You wanna win the lottery. No, really I’m pretty sure you do.
I get that you probably don’t actually play the lottery. No, you’re too smart for that. You know the odds are stacked against you. You know only stupid people fall for that stuff. But somewhere deep in the back of your mind you’ve got a “wouldn’t it be cool” scenario playing.
I’ve got one. Mine is: “wouldn’t it be cool if some rich inventor (don’t talk to me about there not being any real inventors any more, this is my fantasy, darn it!) just happened to strike up a conversation with me, and sees that golden truth that somehow everyone else has managed to miss, which is that I’m an incredibly bright young individual, who could, with a little mentoring, step into the rich inventor’s shoes being as he’s lacking an heir to his empire? (he’s infertile and he’s opposed to adoption for some reason, shut up!)”
I know it isn’t going to happen. I also know I don’t have any rich relatives that are going to die and leave me all their money. I know I’m not going to stumble over a briefcase full of money from a bank heist gone bad. I know all that stuff, sure. But I can hope, right?
Hope. Now there’s a nasty bugger if ever there was one. Did you know that when Pandora released the demons from her jar (not a box, study some real mythology) there was one left clinging to the inside of the rim? And that last demon was named Hope. That’s right. The ancient Greeks said that hope was in there living it up with all the rest of the nasty things in the world like hate, envy, and canned green beans.
And the worst thing about playing the lottery is when you start to believe that it really could happen. After all, somebody has to win right? We hear about them on the news. Our best friend, knew a guy who was in the same gas station as one guy who won (okay, not actually at the same time he won, more like five days earlier, but still, who knows? It could happen.) Next time it could be us!
Writers have a special variant of this kind of hope. It’s the “wouldn’t it be cool if my first novel became a runaway bestseller and I got like totally rich off of it, and I could quite my day job and write my next novel in between fielding calls from NPR programs in which I discuss my ‘process’,” variant.
And I am here to tell you, no. No it would not be cool. It would suck. Okay, having those buckets of money would be nice for a while, but think about the writers who have trod this path before you. To Kill a Mockingbird, Catch-22, those ring a bell with you? They made a big splash, a huge splash even, but when the time came to follow them up…
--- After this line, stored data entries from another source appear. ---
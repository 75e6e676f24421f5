//! CLI library components for the datetime feature extractor.

pub mod logging;
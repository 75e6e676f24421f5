//! CLI argument definitions.

use std::path::PathBuf;

use clap::{Parser, Subcommand, ValueEnum};
use clap_verbosity_flag::{Verbosity, WarnLevel};
use colorchoice_clap::Color;

#[derive(Parser)]
#[command(
    name = "dtfeat",
    version,
    about = "Derive calendar and time-of-day features from timestamp columns",
    long_about = "Derive calendar and time-of-day features from timestamp columns.\n\n\
                  Reads a CSV with a timestamp column and emits one feature column set\n\
                  per selected category: calendar, clock, cyclical, business, season."
)]
pub struct Cli {
    #[command(subcommand)]
    pub command: Command,

    /// Adjust log verbosity (-v for info, -vv for debug, -q for errors only).
    #[command(flatten)]
    pub verbosity: Verbosity<WarnLevel>,

    /// Control ANSI color output (auto, always, never).
    #[command(flatten)]
    pub color: Color,

    /// Log output format (pretty for human, json for machine parsing).
    #[arg(
        long = "log-format",
        value_enum,
        default_value = "pretty",
        global = true
    )]
    pub log_format: LogFormatArg,
}

#[derive(Subcommand)]
pub enum Command {
    /// Extract features from a CSV file with a timestamp column.
    Extract(ExtractArgs),

    /// List the feature categories and the columns each one produces.
    Categories,
}

#[derive(Parser)]
pub struct ExtractArgs {
    /// Path to the input CSV file.
    #[arg(value_name = "INPUT")]
    pub input: PathBuf,

    /// Write the feature table to this CSV path instead of printing a preview.
    #[arg(long = "output", value_name = "PATH")]
    pub output: Option<PathBuf>,

    /// Name of the timestamp column in the input.
    #[arg(long = "timestamp-column", default_value = "datetime")]
    pub timestamp_column: String,

    /// Feature categories to extract (comma-separated; default: all).
    #[arg(long = "features", value_delimiter = ',')]
    pub features: Option<Vec<String>>,

    /// Cyclic transforms to apply (comma-separated; default: sin,cos).
    #[arg(long = "transforms", value_delimiter = ',')]
    pub transforms: Option<Vec<String>>,

    /// Cycle types to encode (comma-separated; default:
    /// second_of_day,minute_of_day).
    #[arg(long = "cycle-types", value_delimiter = ',')]
    pub cycle_types: Option<Vec<String>>,

    /// Maximum number of rows shown in the terminal preview.
    #[arg(long = "limit", default_value_t = 10)]
    pub limit: usize,
}

#[derive(Clone, Copy, ValueEnum)]
pub enum LogFormatArg {
    Pretty,
    Compact,
    Json,
}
See, the problem with winning the lottery is that people who win the lottery don’t know what money means. There is plenty of evidence to suggest that the vast majority of them end up back in poverty far faster than you can imagine.
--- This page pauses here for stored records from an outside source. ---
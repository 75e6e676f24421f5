//! Logging infrastructure using `tracing` and `tracing-subscriber`.
//!
//! # Log Levels
//!
//! - `error`: fatal failures
//! - `warn`: non-fatal issues
//! - `info`: extraction progress, row/column counts
//! - `debug`: per-extractor details

use tracing::level_filters::LevelFilter;
use tracing_subscriber::{
    EnvFilter, fmt, layer::SubscriberExt, util::SubscriberInitExt,
};

/// Log output format.
#[derive(Debug, Clone, Copy, Default, PartialEq, Eq)]
pub enum LogFormat {
    /// Human-readable format with colors.
    #[default]
    Pretty,
    /// Compact single-line format.
    Compact,
    /// JSON format for machine parsing.
    Json,
}

/// Configuration for logging behavior.
#[derive(Debug, Clone)]
pub struct LogConfig {
    /// Level filter derived from verbosity flags.
    pub level_filter: LevelFilter,
    /// Whether `RUST_LOG` may override the level filter.
    pub use_env_filter: bool,
    /// Output format.
    pub format: LogFormat,
    /// Whether to use ANSI colors.
    pub with_ansi: bool,
}

impl Default for LogConfig {
    fn default() -> Self {
        Self {
            level_filter: LevelFilter::WARN,
            use_env_filter: true,
            format: LogFormat::default(),
            with_ansi: true,
        }
    }
}

/// Initialize the global tracing subscriber.
///
/// Call once at startup; panics if a subscriber is already installed.
pub fn init_logging(config: &LogConfig) {
    let filter = if config.use_env_filter {
        EnvFilter::try_from_default_env()
            .unwrap_or_else(|_| EnvFilter::new(config.level_filter.to_string()))
    } else {
        EnvFilter::new(config.level_filter.to_string())
    };

    match config.format {
        LogFormat::Json => {
            let layer = fmt::layer().json().with_target(false);
            tracing_subscriber::registry()
                .with(filter)
                .with(layer)
                .init();
        }
        LogFormat::Compact => {
            let layer = fmt::layer()
                .compact()
                .with_ansi(config.with_ansi)
                .with_target(false)
                .without_time();
            tracing_subscriber::registry()
                .with(filter)
                .with(layer)
                .init();
        }
        LogFormat::Pretty => {
            let layer = fmt::layer()
                .with_ansi(config.with_ansi)
                .with_target(false)
                .without_time();
            tracing_subscriber::registry()
                .with(filter)
                .with(layer)
                .init();
        }
    }
}
//! Clock-field extraction: hour, minute, second.

use chrono::Timelike;
use polars::prelude::{Column, DataFrame, IntoColumn, NamedFrom, Series};

use dtfeat_model::Result;

use crate::data_utils::datetime_values;
use crate::extractor::FeatureExtractor;
use crate::frame::DEFAULT_TIMESTAMP_COLUMN;

/// Projects the time-of-day components of the timestamp column.
///
/// Output columns, in order: `hour` (0-23), `minute` (0-59), `second`
/// (0-59).
#[derive(Debug, Clone)]
pub struct ClockFeatures {
    timestamp_column: String,
}

impl ClockFeatures {
    pub fn new(timestamp_column: impl Into<String>) -> Self {
        Self {
            timestamp_column: timestamp_column.into(),
        }
    }
}

impl Default for ClockFeatures {
    fn default() -> Self {
        Self::new(DEFAULT_TIMESTAMP_COLUMN)
    }
}

impl FeatureExtractor for ClockFeatures {
    fn name(&self) -> &'static str {
        "clock"
    }

    fn extract(&self, df: &DataFrame) -> Result<DataFrame> {
        let timestamps = datetime_values(df, &self.timestamp_column)?;

        let mut hour = Vec::with_capacity(timestamps.len());
        let mut minute = Vec::with_capacity(timestamps.len());
        let mut second = Vec::with_capacity(timestamps.len());

        for t in &timestamps {
            hour.push(t.hour());
            minute.push(t.minute());
            second.push(t.second());
        }

        let columns: Vec<Column> = vec![
            Series::new("hour".into(), hour).into_column(),
            Series::new("minute".into(), minute).into_column(),
            Series::new("second".into(), second).into_column(),
        ];
        Ok(DataFrame::new(columns)?)
    }
}
//! The extractor seam shared by all feature categories.

use polars::prelude::DataFrame;

use dtfeat_model::Result;

/// A single feature-category derivation over a normalized table.
///
/// Implementations are immutable after construction and compute every output
/// row independently from that row's timestamp, so instances may be reused
/// across calls and shared across threads.
pub trait FeatureExtractor: std::fmt::Debug + Send + Sync {
    /// Identifier for logging and error reporting.
    fn name(&self) -> &'static str;

    /// Project the timestamp column of `df` into this category's feature
    /// columns, one output row per input row.
    ///
    /// An empty input yields an empty frame with the full column schema;
    /// schema never depends on row count.
    fn extract(&self, df: &DataFrame) -> Result<DataFrame>;
}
Most of the people who get rich and stay rich do it the hard way. They work and they invest and they get lucky once or twice, and they keep working on weekends while everyone else is having fun, and after thirty years or so of that they’re the head of a good-sized company that employs hundreds of workers when it used to employ just them.
And just like most people who get rich quick don’t stay rich for very long, so too do writers who make it really big with their first book often fall by the wayside with their later work, never quite managing to find that spark of genius that they unwittingly captured.
You wanna be a writer? Don’t aspire to winning the lottery. Take the Terry Pratchett road instead. Terry Pratchett, for those of you who may not know, is a wonderful British writer of comedic fantasy that manages to craft brilliant stories that also make you think. But just this week, when I was encouraging one of my friends to check him out I said, “Don’t start with his early stuff.” Because, as much as I love Terry Pratchett, his early work just isn’t quite as good.
Pratchett did not streak across the sky like a beautiful shooting star, never to be heard from again. Rather he started with a spark, and through care and craft slowly built it into a raging inferno.
There is no mystery to his success. It is evident to anyone with eyes to see that he learned by doing, over long periods of time. And in my mind he is one of the most fully successful authors living today.
Wouldn’t it be cool? Wouldn’t it be cool if you did the best you could and maybe it sucked for a while, but then it started sucking a little less and over time, you started to see what worked and what didn’t work, and you just kept at it through the sheer force of will and stubbornness, until, finally, years later, you were able to write books that would make people laugh and cry and think, all on the same page?
Wouldn’t it be cool? Yes. Yes, it would.
Now THAT is a worthy goal! Definitely cool.
Thank you so much for this post! It was very encouraging (I’m kinda going through the “sucking” period…). I appreciate it 🙂
My only goal is to have my novel published so I can beat Stephanie Meyer over the head with it.
Ha!
I’m glad hope stuck around.
This is a great post.
Lovely piece today, Al. Pratchett is a great example.
Good point and good example. I’ll try to keep Terry Pratchett in mind as I work on fanning my own spark.
Though beating Stephanie Meyer over the head is a noble goal to be sure.
A person (who had just finished one of my comedy/fantasy books) once suggested that anyone who likes TP would also like my stuff. To date I am not aware of one Terry Pratchett fan who has taken the bait. To be compared to him is wonderful – and undeserved. He is the master.